Ever been so angry that you can't do anything but kind of scream and growl? And then a few seconds later the tears come. Or maybe a family member did something that hurt you and all you could think to do was slam the door and yell ugly things on your way out.

Even happy feelings can sometimes cause a period where you don't know what to do with yourself. Maybe you had the perfect day with friends and at the end of the night when it was time for everyone to part for their separate homes, you still felt like moving around and didn't want to let go of the day but you didn't know how to keep the feeling with you?

Emotions can be quite powerful. They course through our bodies in very specific physical ways, causing feelings that don't necessarily originate in our conscious mind.

Journaling is the act of writing about your life. It is different than keeping a diary. A diary is more of an account, a record, of what happens in your life. Journaling, on the other hand, is a process. It is the use of writing to examine the things that you feel and the way you behave as you go about your daily life. It is a process intended to give you insight and analysis about yourself and your behavior.
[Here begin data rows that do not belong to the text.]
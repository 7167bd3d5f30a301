use chrono::Datelike;
use ratatui::Frame;
use ratatui::layout::{Constraint, Direction, Layout, Rect};
use ratatui::style::{Modifier, Style};
use ratatui::text::{Line, Span};
use ratatui::widgets::{Block, Borders, Paragraph};

use crate::ops::calendar::{CalendarCell, month_grid};
use crate::tui::app::App;
use crate::util::unicode::truncate_to_width;

const WEEKDAYS: [&str; 7] = ["Su", "Mo", "Tu", "We", "Th", "Fr", "Sa"];
/// Seven cells of four columns plus the margin
const GRID_W: u16 = 30;

/// Render the month calendar for the Tasks screen: a Sunday-first grid with
/// days that have tasks due marked, and the month's tasks listed beside it
pub fn render_calendar_view(frame: &mut Frame, app: &App, area: Rect) {
    let bg = app.theme.background;
    let month = app.calendar_month;
    let tasks = app.workspace.tasks.records();
    let today = app.workspace.today;

    let cols = Layout::default()
        .direction(Direction::Horizontal)
        .constraints([Constraint::Length(GRID_W), Constraint::Min(0)])
        .split(area);

    let title_style = Style::default()
        .fg(app.theme.text_bright)
        .bg(bg)
        .add_modifier(Modifier::BOLD);
    let dim = Style::default().fg(app.theme.dim).bg(bg);
    let plain = Style::default().fg(app.theme.text).bg(bg);

    let weekday_spans: Vec<Span> = std::iter::once(Span::styled(" ", dim))
        .chain(WEEKDAYS.iter().map(|d| Span::styled(format!("{:>3} ", d), dim)))
        .collect();
    let mut grid: Vec<Line> = vec![
        Line::from(Span::styled(format!(" {}", month.title()), title_style)),
        Line::from(""),
        Line::from(weekday_spans),
    ];

    for week in month_grid(tasks, month) {
        let mut spans = vec![Span::styled(" ", plain)];
        for cell in week {
            match cell {
                CalendarCell::Blank => spans.push(Span::styled("    ", plain)),
                CalendarCell::Day { day, tasks } => {
                    let is_today = month.contains(today) && today.day() == day;
                    let overdue = tasks.iter().any(|t| t.is_overdue(today));
                    let mut style = match (tasks.is_empty(), overdue) {
                        (true, _) => plain,
                        (false, true) => plain.fg(app.theme.red).add_modifier(Modifier::BOLD),
                        (false, false) => plain.fg(app.theme.primary).add_modifier(Modifier::BOLD),
                    };
                    if is_today {
                        style = style.add_modifier(Modifier::REVERSED);
                    }
                    let mark = if tasks.is_empty() { ' ' } else { '\u{2022}' };
                    spans.push(Span::styled(format!("{:>3}", day), style));
                    spans.push(Span::styled(mark.to_string(), style.remove_modifier(Modifier::REVERSED)));
                }
            }
        }
        grid.push(Line::from(spans));
    }
    grid.push(Line::from(""));
    grid.push(Line::from(Span::styled(" [ ] month  t today  c table", dim)));

    frame.render_widget(Paragraph::new(grid).style(Style::default().bg(bg)), cols[0]);

    // Tasks due this month, by day then list order
    let list_w = cols[1].width.saturating_sub(2) as usize;
    let mut due: Vec<_> = tasks
        .iter()
        .filter(|t| t.due_date.is_some_and(|d| month.contains(d)))
        .collect();
    due.sort_by_key(|t| t.due_date);

    let mut lines: Vec<Line> = Vec::new();
    if due.is_empty() {
        lines.push(Line::from(Span::styled(" Nothing due this month", dim)));
    }
    for task in due {
        let day = task.due_date.map(|d| d.day()).unwrap_or_default();
        let color = if task.is_overdue(today) {
            app.theme.red
        } else {
            app.theme.task_status_color(&task.status)
        };
        let title = truncate_to_width(&task.title, list_w.saturating_sub(6));
        lines.push(Line::from(vec![
            Span::styled(format!(" {:>2}  ", day), Style::default().fg(color).bg(bg)),
            Span::styled(title, plain),
        ]));
    }

    let block = Block::default()
        .borders(Borders::LEFT)
        .border_style(Style::default().fg(app.theme.border).bg(bg))
        .title(Span::styled(" Due this month ", title_style))
        .style(Style::default().bg(bg));
    frame.render_widget(Paragraph::new(lines).block(block), cols[1]);
}
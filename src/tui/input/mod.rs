mod auth;
mod common;
mod confirm;
mod form;
mod navigate;
mod search;

use crossterm::event::{KeyCode, KeyEvent};

use super::app::{App, Mode};

// Submodules reach each other's helpers through `use super::*;`
#[allow(unused_imports)]
use auth::*;
#[allow(unused_imports)]
use common::*;
#[allow(unused_imports)]
use confirm::*;
#[allow(unused_imports)]
use form::*;
#[allow(unused_imports)]
use navigate::*;
#[allow(unused_imports)]
use search::*;

/// Handle a key event in the current mode
pub fn handle_key(app: &mut App, key: KeyEvent) {
    // Ignore bare modifier key presses (Shift, Ctrl, Alt, etc.)
    if matches!(key.code, KeyCode::Modifier(_)) {
        return;
    }
    app.status_message = None;

    let key = normalize_key(key);
    if is_force_quit(&key) {
        app.should_quit = true;
        return;
    }
    match app.mode {
        Mode::Navigate => handle_navigate(app, key),
        Mode::Search => handle_search(app, key),
        Mode::Form => handle_form(app, key),
        Mode::Confirm => handle_confirm(app, key),
        Mode::Auth => handle_auth(app, key),
    }
}
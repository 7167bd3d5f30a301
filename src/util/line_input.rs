use super::unicode::{display_width, next_grapheme_boundary, prev_grapheme_boundary};

/// Single-line text buffer with a grapheme-aware cursor
#[derive(Debug, Clone, Default, PartialEq, Eq)]
pub struct LineInput {
    text: String,
    /// Byte offset, always on a grapheme boundary
    cursor: usize,
}

impl LineInput {
    pub fn new(text: impl Into<String>) -> Self {
        let text = text.into();
        let cursor = text.len();
        LineInput { text, cursor }
    }

    pub fn text(&self) -> &str {
        &self.text
    }

    pub fn is_empty(&self) -> bool {
        self.text.is_empty()
    }

    /// Cursor position in terminal cells
    pub fn cursor_col(&self) -> usize {
        display_width(&self.text[..self.cursor])
    }

    pub fn insert(&mut self, c: char) {
        self.text.insert(self.cursor, c);
        self.cursor += c.len_utf8();
    }

    pub fn backspace(&mut self) {
        if let Some(prev) = prev_grapheme_boundary(&self.text, self.cursor) {
            self.text.replace_range(prev..self.cursor, "");
            self.cursor = prev;
        }
    }

    pub fn delete(&mut self) {
        if let Some(next) = next_grapheme_boundary(&self.text, self.cursor) {
            self.text.replace_range(self.cursor..next, "");
        }
    }

    pub fn left(&mut self) {
        if let Some(prev) = prev_grapheme_boundary(&self.text, self.cursor) {
            self.cursor = prev;
        }
    }

    pub fn right(&mut self) {
        if let Some(next) = next_grapheme_boundary(&self.text, self.cursor) {
            self.cursor = next;
        }
    }

    pub fn home(&mut self) {
        self.cursor = 0;
    }

    pub fn end(&mut self) {
        self.cursor = self.text.len();
    }

    pub fn clear(&mut self) {
        self.text.clear();
        self.cursor = 0;
    }

    pub fn set(&mut self, text: impl Into<String>) {
        *self = LineInput::new(text);
    }
}

#[cfg(test)]
mod tests {
    use super::*;

    #[test]
    fn typing_and_backspace() {
        let mut input = LineInput::default();
        for c in "tsks".chars() {
            input.insert(c);
        }
        input.backspace();
        input.left();
        input.left();
        input.insert('a');
        assert_eq!(input.text(), "task");
        assert_eq!(input.cursor_col(), 2);
    }

    #[test]
    fn cursor_moves_by_grapheme() {
        let mut input = LineInput::new("ne\u{0301}");
        input.left();
        assert_eq!(input.cursor_col(), 1);
        input.delete();
        assert_eq!(input.text(), "n");
        input.right();
        input.home();
        input.insert('a');
        assert_eq!(input.text(), "an");
    }

    #[test]
    fn edits_at_the_edges_are_noops() {
        let mut input = LineInput::new("x");
        input.delete();
        assert_eq!(input.text(), "x");
        input.home();
        input.backspace();
        assert_eq!(input.text(), "x");
        input.end();
        input.right();
        assert_eq!(input.cursor_col(), 1);
    }

    #[test]
    fn wide_characters_move_cursor_two_cells() {
        let mut input = LineInput::new("你");
        assert_eq!(input.cursor_col(), 2);
        input.clear();
        assert!(input.is_empty());
        assert_eq!(input.cursor_col(), 0);
    }
}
Journaling is a frequent suggestion for people having difficulty processing tough emotions, or who find themselves in critical and difficult situations outside normal, ordinary life. Some people use journaling as part of a quest to change their life, in ways ranging from weight loss to career changes to general self-improvement. Still others incorporate journaling in their life on a regular basis as part of a general wellness program.
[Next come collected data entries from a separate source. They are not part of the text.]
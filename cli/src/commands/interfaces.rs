//! Interfaces command - list network interfaces and routes.

use anyhow::Result;
use nmapkit_core::{options, CancelToken, Scanner};

use super::{stored_options, truncate};

pub async fn run(json: bool) -> Result<()> {
    let mut opts = stored_options().await?;
    opts.push(options::interface_listing());
    let scanner = Scanner::new(opts).await?;
    let result = scanner.run(&CancelToken::new()).await?;

    if json {
        println!("{}", serde_json::to_string_pretty(&result.interfaces)?);
        return Ok(());
    }

    if result.interfaces.is_empty() {
        println!("No interfaces found.");
    } else {
        println!(
            "{:<16} {:<10} {:<5} {:<6} {:<18} ADDRESSES",
            "DEVICE", "TYPE", "UP", "MTU", "MAC"
        );
        println!("{}", "-".repeat(90));

        for iface in &result.interfaces {
            let addresses = iface
                .addresses
                .iter()
                .map(|a| format!("{}/{}", a.ip, a.prefix_len))
                .collect::<Vec<_>>()
                .join(", ");
            println!(
                "{:<16} {:<10} {:<5} {:<6} {:<18} {}",
                truncate(&iface.name, 16),
                truncate(&iface.kind, 10),
                if iface.flags.up { "up" } else { "down" },
                iface.mtu,
                iface.mac.as_deref().unwrap_or("-"),
                if addresses.is_empty() { "-".to_string() } else { addresses }
            );
        }
    }

    if !result.routes.is_empty() {
        println!();
        println!("{:<32} {:<16} {:<8} GATEWAY", "DESTINATION", "DEVICE", "METRIC");
        println!("{}", "-".repeat(72));
        for route in &result.routes {
            println!(
                "{:<32} {:<16} {:<8} {}",
                format!("{}/{}", route.destination, route.prefix_len),
                truncate(&route.device, 16),
                route.metric,
                route
                    .gateway
                    .map(|g| g.to_string())
                    .unwrap_or_else(|| "-".to_string())
            );
        }
    }

    println!(
        "\nTotal: {} interfaces, {} routes",
        result.interfaces.len(),
        result.routes.len()
    );
    Ok(())
}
The idea behind journaling is to sit down with a pen and paper, or in front of a keyboard, and write out your thoughts on whatever topic or emotion is giving you trouble. It is very important to remember that this act is not to create an article, memoir, or any other necessarily coherent writing for others to read. The act of journaling is solely for the benefit of the person writing. It is meditation on paper. It is thinking through problems and issues with your hands. When you begin journaling it is likely - and usual - that you will have no idea what you will put down on paper. The key, though, is to put every thought on paper, even the ones about "I don't know what to say about this" until something begins to emerge from the fog.

The reason that journaling can and does work is that it forces feelings and emotions to become words. The act of writing requires words, which requires the brain to examine the feelings and emotions in your body through a different lens. Instead of merely a physical reaction, an intellectual reaction is discovered to complement and add more depth to the emotion. It is one thing to feel adrenaline careening through your body causing you to say and do things, and quite another to figure out what is causing that adrenaline and being able to articulate that cause so that you can begin to find responses that actually address the cause.
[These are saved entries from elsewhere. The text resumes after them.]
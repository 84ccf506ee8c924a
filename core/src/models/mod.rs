//! Result model: typed, read-only representation of a completed scan.

mod interface;
mod result;

pub use interface::{InterfaceAddress, InterfaceFlags, InterfaceInfo, RouteInfo};
pub use result::{
    Address, AddressType, ExtraPorts, Host, HostState, HostStatus, Hostname, OsClass, OsMatch,
    Port, PortState, RunInfo, RunStats, ScanInfo, ScanMetadata, ScanResult, Script, Service,
    Uptime,
};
Journaling doesn't always lead to revelation, and even when it does it can take some time to get there, but when it works, it provides a whole new set of information that can be used to work on the effects of the emotions in your life. The words that you have produced on the page don't even have to make sense to anyone but you. Sometimes they won't even make sense to you the next day. But the words have been formed and they are now stored in your brain along with the feeling that you were journaling about, and that added understanding of your feeling moves you toward greater understanding of yourself.

Right about now you may be thinking "why not just meditate" or "how about if I talk it through with myself while I'm driving to work in my car?"

Those things may help, too, but the physicality involved in writing, and the need for full thoughts to be formed into a sentence that can go on the page, uses different parts of your brain than solely thinking or speaking. The movement of your hands, your arms, uses different and additional nerves and brain matter, which may let you tap into more varied perspectives on the feelings you are considering. There is even value in experimenting with using your non-dominant writing hand, as that, too, activates more and different parts of your brain.

Humans are complicated machines. Our actions and reactions to things that happen in our lives are made up of myriad parts and experiences and innate traits and learned expectations. Unraveling why we feel what we feel can be tough, but it is well worth the effort so that we know what we are dealing with and have a better shot at getting to the outcome we want. Journaling lets our hands express what our minds may not yet know.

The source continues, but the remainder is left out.